Il y a deux ans, un sondage révélait que l’absence d’un simple « Bonjour ! » le matin est l’un des comportements de dirigeant qui crée le plus de malaise chez ses employés. « Si je suis réceptionniste et que, chaque matin, je salue mon patron pour l’accueillir, alors qu’il ne répond jamais et fait comme s’il ne me voyait pas, je peux être blessée par ce comportement répétitif et en souffrir, explique Marie-Josée Douville. Un employé peut se sentir harcelé par un supérieur même si celui-ci n’a nullement l’intention de lui nuire. »

  1. Habitez votre milieu de travail pour déceler et désamorcer les situations à risque

Au-delà de son propre comportement, un dirigeant devrait garder l’œil ouvert pour déceler les comportements problématiques et les situations à risque. « J’encourage les gestionnaires à prendre le temps d’aller sur le plancher, de voir comment sont les rapports entre les employés et avec leurs superviseurs, et de rester alertes pour identifier tout problème le plus tôt possible », dit Marie-Josée Douville.

Voit-on un employé manger seul alors que les autres sont en groupe ? Entend-on dans les couloirs de l’humour de vestiaire ? Voit-on systématiquement les participants d’une réunion grimacer, sourire ironiquement ou lever les yeux au ciel dès que tel ou tel collègue prend la parole ? Un employé peut subir ces comportements comme des attaques répétées et vexatoires.

  1. Adoptez une politique claire de prévention et d’intervention

Pour être plus positives, certaines entreprises préfèrent l’appeler « politique de promotion du respect et de la civilité au travail ». Quel que soit son nom, une politique écrite est un outil extrêmement utile qui guide les gestionnaires et évite des surprises aux employés. « Une fois la procédure connue de tous, si un gestionnaire doit intervenir, il ne sera pas soupçonné de le faire d’une façon arbitraire par rapport à tel ou tel employé », dit Marie-Josée Douville.
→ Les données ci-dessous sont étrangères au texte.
//! Broadcast hub for inventory events.
//!
//! Publishers never block: each subscriber gets its own cursor into a
//! bounded ring, and one that falls behind sees `RecvError::Lagged`.

use chrono::{DateTime, Utc};
use serde::{Deserialize, Serialize};
use tokio::sync::broadcast;

/// Ring size used by [`EventBus::default`].
pub const DEFAULT_BUS_CAPACITY: usize = 1024;

// ---------------------------------------------------------------------------
// Event envelope
// ---------------------------------------------------------------------------

/// One published fact about the inventory or a bulk operation.
///
/// Built with [`InventoryEvent::new`], then tagged via
/// [`with_source`](InventoryEvent::with_source) and filled via
/// [`with_payload`](InventoryEvent::with_payload).
#[derive(Debug, Clone, Serialize, Deserialize)]
pub struct InventoryEvent {
    /// Dotted name, such as `bulk_operation.progress`.
    pub event_type: String,

    /// Kind of entity the event concerns, e.g. `bulk_operation` or `item`.
    pub source_entity_type: Option<String>,

    /// Id of that entity: an operation id or a record id.
    pub source_entity_id: Option<String>,

    /// Event-specific JSON body. An empty object when nothing was attached.
    pub payload: serde_json::Value,

    /// Creation time (UTC).
    pub timestamp: DateTime<Utc>,
}

impl InventoryEvent {
    /// Create an untagged event with an empty payload, stamped now.
    pub fn new(event_type: impl Into<String>) -> Self {
        Self {
            event_type: event_type.into(),
            source_entity_type: None,
            source_entity_id: None,
            payload: serde_json::json!({}),
            timestamp: Utc::now(),
        }
    }

    /// Tag the event with the entity it concerns.
    pub fn with_source(mut self, entity_type: impl Into<String>, entity_id: impl Into<String>) -> Self {
        self.source_entity_type = Some(entity_type.into());
        self.source_entity_id = Some(entity_id.into());
        self
    }

    /// Replace the payload.
    pub fn with_payload(mut self, payload: serde_json::Value) -> Self {
        self.payload = payload;
        self
    }

    /// Whether the event belongs to the `prefix` family, e.g. `bulk_operation`.
    pub fn is_in(&self, prefix: &str) -> bool {
        self.event_type
            .strip_prefix(prefix)
            .is_some_and(|rest| rest.starts_with('.'))
    }
}

// ---------------------------------------------------------------------------
// Bus
// ---------------------------------------------------------------------------

/// Fan-out channel shared as `Arc<EventBus>`.
///
/// ```rust
/// use stockpile_events::bus::{EventBus, InventoryEvent};
///
/// let bus = EventBus::new(16);
/// let _rx = bus.subscribe();
/// assert_eq!(bus.publish(InventoryEvent::new("item.updated")), 1);
/// ```
pub struct EventBus {
    tx: broadcast::Sender<InventoryEvent>,
}

impl EventBus {
    /// Create a bus whose ring holds `capacity` events.
    ///
    /// Once the ring is full the oldest events are overwritten and any
    /// subscriber that had not read them lags.
    pub fn new(capacity: usize) -> Self {
        let (tx, _) = broadcast::channel(capacity);
        Self { tx }
    }

    /// Send `event` to every live subscriber and return how many got it.
    ///
    /// Zero subscribers is not an error; the event is simply discarded.
    pub fn publish(&self, event: InventoryEvent) -> usize {
        self.tx.send(event).unwrap_or(0)
    }

    /// Open a receiver that sees every event published from now on.
    pub fn subscribe(&self) -> broadcast::Receiver<InventoryEvent> {
        self.tx.subscribe()
    }
}

impl Default for EventBus {
    fn default() -> Self {
        Self::new(DEFAULT_BUS_CAPACITY)
    }
}

// ---------------------------------------------------------------------------
// Tests
// ---------------------------------------------------------------------------

#[cfg(test)]
mod tests {
    use tokio::sync::broadcast::error::RecvError;

    use super::*;

    #[tokio::test]
    async fn subscriber_sees_source_and_payload() {
        let bus = EventBus::default();
        let mut rx = bus.subscribe();

        bus.publish(
            InventoryEvent::new("item.updated")
                .with_source("item", "itm-42")
                .with_payload(serde_json::json!({ "field": "location_id" })),
        );

        let got = rx.recv().await.expect("event delivered");
        assert_eq!(got.event_type, "item.updated");
        assert_eq!(got.source_entity_type.as_deref(), Some("item"));
        assert_eq!(got.source_entity_id.as_deref(), Some("itm-42"));
        assert_eq!(got.payload["field"], "location_id");
    }

    #[tokio::test]
    async fn every_subscriber_gets_a_copy() {
        let bus = EventBus::default();
        let mut first = bus.subscribe();
        let mut second = bus.subscribe();

        assert_eq!(bus.publish(InventoryEvent::new("stock.low")), 2);
        assert_eq!(first.recv().await.unwrap().event_type, "stock.low");
        assert_eq!(second.recv().await.unwrap().event_type, "stock.low");
    }

    #[test]
    fn publishing_into_the_void_reports_zero() {
        let bus = EventBus::new(4);
        assert_eq!(bus.publish(InventoryEvent::new("nobody.listens")), 0);
    }

    #[tokio::test]
    async fn slow_subscriber_is_told_it_lagged() {
        let bus = EventBus::new(2);
        let mut rx = bus.subscribe();
        for i in 0..4 {
            bus.publish(InventoryEvent::new(format!("tick.{i}")));
        }

        assert!(matches!(rx.recv().await, Err(RecvError::Lagged(2))));
        assert_eq!(rx.recv().await.unwrap().event_type, "tick.2");
    }

    #[test]
    fn family_match_requires_dot_boundary() {
        let event = InventoryEvent::new("bulk_operation.completed");
        assert!(event.is_in("bulk_operation"));
        assert!(!event.is_in("bulk"));
        assert!(!InventoryEvent::new("bulk_operation").is_in("bulk_operation"));
    }
}
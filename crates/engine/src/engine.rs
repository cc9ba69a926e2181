//! Sequential bulk operation executor.
//!
//! [`BulkOperationEngine`] turns one [`OperationRequest`] into a
//! [`BatchResult`]. Records are processed strictly in selection order, one
//! store call at a time, so progress is monotonic and the backend never sees
//! a burst of concurrent writes. A failing record is recorded and the batch
//! moves on; only validation failures and an unreachable store abort the run.

use std::sync::Arc;

use stockpile_core::bulk_operation::{
    compute_batch_summary, compute_mutation, progress_fraction, validate_request, BatchResult,
    OperationDescriptor, OperationOutcome, OperationRequest, RecordMutation, SelectedRecord,
    ValidationError,
};
use tokio_util::sync::CancellationToken;
use tracing::Instrument;

use crate::config::EngineConfig;
use crate::error::EngineError;
use crate::progress::ProgressSink;
use crate::store::RecordStore;

/// Applies bulk operations through a [`RecordStore`].
///
/// The engine holds no per-run state; every `execute` call owns its own
/// accumulator, so one engine can be shared across concurrent callers.
pub struct BulkOperationEngine<S> {
    store: Arc<S>,
    config: EngineConfig,
}

impl<S: RecordStore> BulkOperationEngine<S> {
    pub fn new(store: Arc<S>, config: EngineConfig) -> Self {
        Self { store, config }
    }

    pub fn store(&self) -> &Arc<S> {
        &self.store
    }

    pub fn config(&self) -> &EngineConfig {
        &self.config
    }

    /// Check every precondition of `request` without side effects.
    pub fn validate(&self, request: &OperationRequest) -> Result<(), ValidationError> {
        validate_request(request, self.config.max_batch_size)
    }

    /// Execute `request`, reporting progress to `progress`.
    ///
    /// Re-validates first. Returns `Err` only when the batch did not run.
    pub async fn execute<P>(
        &self,
        request: &OperationRequest,
        progress: &P,
    ) -> Result<BatchResult, EngineError>
    where
        P: ProgressSink + ?Sized,
    {
        self.execute_with_cancel(request, progress, &CancellationToken::new())
            .await
    }

    /// Execute `request`, stopping between records once `cancel` fires.
    ///
    /// A store call already dispatched when cancellation arrives still
    /// completes and is recorded. Records never reached are counted as
    /// unprocessed and the result is marked cancelled.
    pub async fn execute_with_cancel<P>(
        &self,
        request: &OperationRequest,
        progress: &P,
        cancel: &CancellationToken,
    ) -> Result<BatchResult, EngineError>
    where
        P: ProgressSink + ?Sized,
    {
        if let Err(err) = self.validate(request) {
            tracing::debug!(error = %err, "Bulk operation rejected");
            return Err(err.into());
        }

        let span = tracing::info_span!(
            "bulk_operation",
            kind = request.descriptor.kind(),
            records = request.selected_records.len()
        );

        async {
            if let Err(err) = self.store.ping().await {
                tracing::error!(error = %err, "Record store unreachable, bulk operation not started");
                return Err(EngineError::Store(err));
            }

            tracing::info!(reason = %request.reason, "Bulk operation started");

            let total = request.selected_records.len();
            let mut result = BatchResult::new(total);

            for (index, record) in request.selected_records.iter().enumerate() {
                if cancel.is_cancelled() {
                    result.mark_cancelled();
                    tracing::info!(
                        processed = index,
                        remaining = total - index,
                        "Bulk operation cancelled",
                    );
                    break;
                }

                let outcome = self.apply(&request.descriptor, record).await;
                if let Some(error) = &outcome.error {
                    tracing::warn!(record_id = %record.id, error = %error, "Bulk operation failed for record");
                }
                result.record(outcome);
                progress.on_progress(progress_fraction(index, total));
            }

            tracing::info!(
                succeeded = result.succeeded,
                failed = result.failed,
                skipped = result.skipped,
                unprocessed = result.unprocessed,
                status = result.status().as_str(),
                "{}",
                compute_batch_summary(&request.descriptor, &result),
            );

            Ok(result)
        }
        .instrument(span)
        .await
    }

    /// Apply the descriptor to one record. Never fails; errors become outcomes.
    async fn apply(
        &self,
        descriptor: &OperationDescriptor,
        record: &SelectedRecord,
    ) -> OperationOutcome {
        let mutation = match compute_mutation(descriptor, record) {
            Ok(mutation) => mutation,
            Err(err) => return OperationOutcome::failed(record.id.as_str(), err.to_string()),
        };

        let stored = match mutation {
            RecordMutation::Skip => return OperationOutcome::skipped(record.id.as_str()),
            RecordMutation::Update(patch) => self
                .store
                .update(&record.id, &patch)
                .await
                .map(|_| ()),
            RecordMutation::Delete => self.store.delete(&record.id).await,
        };

        match stored {
            Ok(()) => OperationOutcome::succeeded(record.id.as_str()),
            Err(err) => OperationOutcome::failed(record.id.as_str(), err.to_string()),
        }
    }
}

// ---------------------------------------------------------------------------
// Tests
// ---------------------------------------------------------------------------
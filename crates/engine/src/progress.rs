//! Progress reporting collaborator.

/// Receives batch progress as a fraction in `(0, 1]`.
///
/// Called synchronously from the engine after every record, so
/// implementations should return quickly.
pub trait ProgressSink: Send + Sync {
    fn on_progress(&self, fraction: f64);
}

impl<F> ProgressSink for F
where
    F: Fn(f64) + Send + Sync,
{
    fn on_progress(&self, fraction: f64) {
        self(fraction)
    }
}

/// Discards progress.
#[derive(Debug, Clone, Copy, Default)]
pub struct NoopProgress;

impl ProgressSink for NoopProgress {
    fn on_progress(&self, _fraction: f64) {}
}
//! `stockpile-bulk` -- applies one bulk operation to an inventory snapshot.
//!
//! Reads the snapshot and the request from JSON files, runs the request
//! through the bulk operation engine, logs every published event and prints
//! the batch result as JSON on stdout. Ctrl-C cancels between records.
//!
//! Exits `0` when every record succeeded, `2` when the batch ran but some
//! records failed or were left unprocessed, and `1` when it never ran.
//!
//! # Environment variables
//!
//! | Variable              | Required | Default | Description                              |
//! |-----------------------|----------|---------|------------------------------------------|
//! | `INVENTORY_FILE`      | yes      | --      | JSON array of inventory items            |
//! | `BULK_REQUEST_FILE`   | yes      | --      | JSON operation request                   |
//! | `BULK_MAX_BATCH_SIZE` | no       | `1000`  | Largest selection a request may carry    |
//! | `RUST_LOG`            | no       | `stockpile_runner=info,stockpile_engine=info` | Log filter |

use std::sync::Arc;

use stockpile_engine::EngineConfig;
use stockpile_events::EventBus;
use stockpile_runner::{join_event_logger, load_inputs, run, spawn_event_logger, RunnerConfig};
use tokio_util::sync::CancellationToken;
use tracing_subscriber::{layer::SubscriberExt, util::SubscriberInitExt};

const EXIT_REJECTED: i32 = 1;
const EXIT_INCOMPLETE: i32 = 2;

#[tokio::main]
async fn main() {
    dotenvy::dotenv().ok();

    tracing_subscriber::registry()
        .with(
            tracing_subscriber::EnvFilter::try_from_default_env()
                .unwrap_or_else(|_| "stockpile_runner=info,stockpile_engine=info".into()),
        )
        .with(tracing_subscriber::fmt::layer().with_writer(std::io::stderr))
        .init();

    let config = RunnerConfig::from_env().unwrap_or_else(|err| {
        tracing::error!(error = %err, "Invalid configuration");
        std::process::exit(EXIT_REJECTED);
    });
    let engine_config = EngineConfig::from_env();

    let (items, request) = load_inputs(&config).unwrap_or_else(|err| {
        tracing::error!(error = %format!("{err:#}"), "Failed to load inputs");
        std::process::exit(EXIT_REJECTED);
    });

    tracing::info!(
        items = items.len(),
        max_batch_size = engine_config.max_batch_size,
        "Starting stockpile-bulk",
    );

    let bus = Arc::new(EventBus::default());
    let logger = spawn_event_logger(&bus);

    let cancel = CancellationToken::new();
    {
        let cancel = cancel.clone();
        tokio::spawn(async move {
            if tokio::signal::ctrl_c().await.is_ok() {
                tracing::warn!("Interrupt received, cancelling after the current record");
                cancel.cancel();
            }
        });
    }

    let outcome = run(items, &request, engine_config, Arc::clone(&bus), &cancel).await;

    // Close the bus so the logger drains what is left and exits.
    drop(bus);
    join_event_logger(logger).await;

    let result = match outcome {
        Ok(result) => result,
        Err(err) => {
            tracing::error!(error = %format!("{err:#}"), "Bulk operation rejected");
            std::process::exit(EXIT_REJECTED);
        }
    };

    match serde_json::to_string_pretty(&result) {
        Ok(json) => println!("{json}"),
        Err(err) => tracing::error!(error = %err, "Failed to serialize batch result"),
    }

    if !result.is_full_success() {
        std::process::exit(EXIT_INCOMPLETE);
    }
}
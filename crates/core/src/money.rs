//! Monetary rounding and conversion helpers.
//!
//! Prices and totals are carried as [`Decimal`] so that round-half-up to
//! cents behaves the way a ledger expects (`12.089 -> 12.09`), which binary
//! floating point cannot guarantee.

use rust_decimal::prelude::FromPrimitive;
use rust_decimal::{Decimal, RoundingStrategy};

use crate::error::CoreError;

/// Number of decimal places kept for monetary amounts.
pub const MONEY_SCALE: u32 = 2;

/// Round an amount to cents, half away from zero.
///
/// For the non-negative amounts this crate deals in, that is round-half-up.
pub fn round_money(amount: Decimal) -> Decimal {
    amount.round_dp_with_strategy(MONEY_SCALE, RoundingStrategy::MidpointAwayFromZero)
}

/// Convert a user-supplied float into a [`Decimal`].
///
/// Rejects NaN and infinities with a `CoreError::Validation` naming the field.
pub fn decimal_from_f64(value: f64, name: &str) -> Result<Decimal, CoreError> {
    if !value.is_finite() {
        return Err(CoreError::Validation(format!(
            "{name} must be a finite number, got {value}"
        )));
    }
    Decimal::from_f64(value).ok_or_else(|| {
        CoreError::Validation(format!("{name} is out of range for a monetary amount"))
    })
}

/// Validate that a monetary amount is not negative.
pub fn validate_non_negative(amount: Decimal, name: &str) -> Result<(), CoreError> {
    if amount.is_sign_negative() && !amount.is_zero() {
        return Err(CoreError::Validation(format!(
            "{name} must not be negative, got {amount}"
        )));
    }
    Ok(())
}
Selon elle, une bonne politique devrait au moins inclure :

  • la formulation d’un engagement de l’entreprise contre le harcèlement et les comportements inacceptables ;
  • à qui et dans quelles circonstances la politique s’applique ;
  • les mesures qui pourraient être prises en cas de manquement ; et
  • les mécanismes permettant aux employés de signaler les problèmes et ceux favorisant leur règlement.

« Le dépôt d’une plainte pour harcèlement à la CNESST par un employé devrait être le tout dernier recours, parce que c’est très coûteux pour l’employeur, en temps et en argent, mais aussi pour l’ambiance de travail et la productivité si les liens d’emploi sont maintenus par la suite », remarque Marie-Josée Douville.

Il n’y a aucune raison de tomber dans la paranoïa ni d’aseptiser le milieu de travail en décourageant tout humour ou en évitant toute activité sociale associée à l’entreprise. Mais la vague de fond qui a révélé l’ampleur du harcèlement sexuel dans le monde du travail est une bonne occasion de consulter un CRHA pour voir comment bien baliser les comportements à risque dans son entreprise.